The Flanagans' civil malpractice action was reached for trial on July 23, 1996. During trial, on July 25, counsel for Dr. Wesselhoeft filed a motion in limine to prevent the introduction of the deposition testimony of Dr. Brand. The motion was based primarily upon the alleged inability of Dr. Brand to testify in regard to his knowledge of the standard of care for pediatric surgeons practicing in Rhode Island while performing a cervical node excision as well as with regard to the standard in Rhode Island for informing a patient of the material risks associated with that surgery. The trial justice granted the defendant's motion in limine, thus preventing the plaintiffs from using Dr. Brand's testimony to establish their claims against Dr. Wesselhoeft.

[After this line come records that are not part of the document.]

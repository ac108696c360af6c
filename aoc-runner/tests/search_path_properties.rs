//! Property-based tests for dependency path handling and log line layout

use aoc_runner::{Logger, PathSpec, SearchPaths, format_line};
use chrono::Local;
use proptest::prelude::*;
use std::fmt::Debug;
use std::path::PathBuf;
use tempfile::TempDir;

fn dirs(count: usize) -> Vec<TempDir> {
    (0..count).map(|_| TempDir::new().unwrap()).collect()
}

proptest! {
    #![proptest_config(ProptestConfig::with_cases(32))]

    /// Adding any sequence of existing paths keeps each exactly once,
    /// in order of first appearance.
    #[test]
    fn prop_paths_unique_in_first_seen_order(picks in prop::collection::vec(0usize..4, 0..16)) {
        let dirs = dirs(4);
        let (logger, captured) = Logger::capture();
        let mut paths = SearchPaths::new();

        for &i in &picks {
            paths.add(&PathSpec::Single(dirs[i].path().to_path_buf()), &logger).unwrap();
        }

        let mut expected: Vec<PathBuf> = Vec::new();
        for &i in &picks {
            let path = dirs[i].path().to_path_buf();
            if !expected.contains(&path) {
                expected.push(path);
            }
        }

        let actual: Vec<PathBuf> = paths.iter().map(|p| p.to_path_buf()).collect();
        prop_assert_eq!(actual, expected);
        prop_assert_eq!(captured.lines().len(), picks.len());
    }

    /// Nesting a list of paths does not change what ends up on the search path.
    #[test]
    fn prop_nesting_is_transparent(picks in prop::collection::vec(0usize..3, 1..8), split in 0usize..8) {
        let dirs = dirs(3);
        let (logger, _) = Logger::capture();
        let flat: Vec<PathBuf> = picks.iter().map(|&i| dirs[i].path().to_path_buf()).collect();
        let split = split.min(flat.len());

        let nested = PathSpec::from(vec![
            PathSpec::from(flat[..split].to_vec()),
            PathSpec::from(vec![PathSpec::from(flat[split..].to_vec())]),
        ]);

        let mut from_flat = SearchPaths::new();
        from_flat.add(&PathSpec::from(flat.clone()), &logger).unwrap();
        let mut from_nested = SearchPaths::new();
        from_nested.add(&nested, &logger).unwrap();

        prop_assert_eq!(from_flat, from_nested);
    }

    /// Object and field sections appear only when non-empty.
    #[test]
    fn prop_line_sections(objects in prop::collection::vec("[a-z]{1,6}", 0..4), fields in 0usize..3) {
        let object_refs: Vec<&dyn Debug> = objects.iter().map(|o| o as &dyn Debug).collect();
        let values = [1, 2, 3];
        let field_refs: Vec<(&str, &dyn Debug)> = values[..fields]
            .iter()
            .map(|v| ("k", v as &dyn Debug))
            .collect();

        let line = format_line(Local::now(), "INFO", &object_refs, &field_refs);
        let sections = line.split(" | ").count();

        let expected = 2 + usize::from(!objects.is_empty()) + usize::from(fields > 0);
        prop_assert_eq!(sections, expected);
        prop_assert!(line.contains("[INFO]"));
        prop_assert_eq!(line.ends_with('}'), fields > 0);
    }
}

The plaintiffs' counsel then attempted to gain support for the Flanagans' claims by his questioning of the defendant Dr. Wesselhoeft as an adverse party witness. Doctor Wesselhoeft successfully evaded any questions concerning the standard of care for pediatric surgeons in Rhode Island and refused to acknowledge any medical treatise as sufficiently authoritative in the field of pediatric surgery to define the care required in performing cervical node excision surgery. Doctor Wesselhoeft's evasive answers, coupled with the trial justice's exclusion of Dr. Brand's deposition testimony, destined the Flanagans for the certain judgment as a matter of law doom that quickly followed. For the reasons that follow, we reverse.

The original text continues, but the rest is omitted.